● **Work required**:
Lines to restate from the data below: from the one containing "impl<const CAP: usize>" to the one containing "self.render_a.reset(width, height)?;", both included. Give them again exactly, and only them.

___ Input for this task

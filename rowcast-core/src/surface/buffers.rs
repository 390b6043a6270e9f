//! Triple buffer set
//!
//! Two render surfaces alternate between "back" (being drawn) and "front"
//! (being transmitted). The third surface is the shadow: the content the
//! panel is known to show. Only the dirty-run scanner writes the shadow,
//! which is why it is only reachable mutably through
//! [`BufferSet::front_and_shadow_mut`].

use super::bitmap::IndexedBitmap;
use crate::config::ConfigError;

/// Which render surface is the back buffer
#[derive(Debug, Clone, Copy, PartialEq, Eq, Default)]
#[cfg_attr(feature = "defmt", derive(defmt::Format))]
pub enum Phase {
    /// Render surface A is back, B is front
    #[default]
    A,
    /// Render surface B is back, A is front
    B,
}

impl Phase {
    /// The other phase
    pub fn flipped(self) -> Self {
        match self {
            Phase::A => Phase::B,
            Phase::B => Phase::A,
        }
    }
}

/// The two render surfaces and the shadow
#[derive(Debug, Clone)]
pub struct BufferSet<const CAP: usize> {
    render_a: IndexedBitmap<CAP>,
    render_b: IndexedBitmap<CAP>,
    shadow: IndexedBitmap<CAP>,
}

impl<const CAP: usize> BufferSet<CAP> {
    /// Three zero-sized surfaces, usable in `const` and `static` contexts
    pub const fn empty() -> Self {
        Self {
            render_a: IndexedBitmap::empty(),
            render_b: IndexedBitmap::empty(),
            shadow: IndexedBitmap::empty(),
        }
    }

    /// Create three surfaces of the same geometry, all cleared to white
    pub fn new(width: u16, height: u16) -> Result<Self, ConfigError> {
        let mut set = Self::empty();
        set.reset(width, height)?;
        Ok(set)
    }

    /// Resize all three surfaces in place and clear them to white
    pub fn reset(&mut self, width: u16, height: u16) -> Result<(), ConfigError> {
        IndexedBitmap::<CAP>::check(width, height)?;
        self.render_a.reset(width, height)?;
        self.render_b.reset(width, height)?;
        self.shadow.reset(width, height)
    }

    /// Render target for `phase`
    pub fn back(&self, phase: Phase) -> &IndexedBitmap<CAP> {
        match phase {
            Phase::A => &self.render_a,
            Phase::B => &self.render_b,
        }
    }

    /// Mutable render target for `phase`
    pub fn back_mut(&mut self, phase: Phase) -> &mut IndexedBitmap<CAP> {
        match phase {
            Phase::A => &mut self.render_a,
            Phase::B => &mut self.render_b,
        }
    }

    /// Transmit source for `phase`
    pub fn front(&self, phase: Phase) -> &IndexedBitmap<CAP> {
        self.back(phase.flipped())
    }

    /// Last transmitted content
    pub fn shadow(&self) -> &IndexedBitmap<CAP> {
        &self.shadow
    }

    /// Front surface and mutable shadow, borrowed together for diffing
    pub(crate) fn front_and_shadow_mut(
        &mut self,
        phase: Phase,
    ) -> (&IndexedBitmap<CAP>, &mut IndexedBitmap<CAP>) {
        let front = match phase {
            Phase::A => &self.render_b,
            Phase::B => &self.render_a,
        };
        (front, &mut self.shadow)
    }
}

______

● **Exercise output**:
impl<const CAP: usize> BufferSet<CAP> {
    /// Three zero-sized surfaces, usable in `const` and `static` contexts
    pub const fn empty() -> Self {
        Self {
            render_a: IndexedBitmap::empty(),
            render_b: IndexedBitmap::empty(),
            shadow: IndexedBitmap::empty(),
        }
    }

    /// Create three surfaces of the same geometry, all cleared to white
    pub fn new(width: u16, height: u16) -> Result<Self, ConfigError> {
        let mut set = Self::empty();
        set.reset(width, height)?;
        Ok(set)
    }

    /// Resize all three surfaces in place and clear them to white
    pub fn reset(&mut self, width: u16, height: u16) -> Result<(), ConfigError> {
        IndexedBitmap::<CAP>::check(width, height)?;
        self.render_a.reset(width, height)?;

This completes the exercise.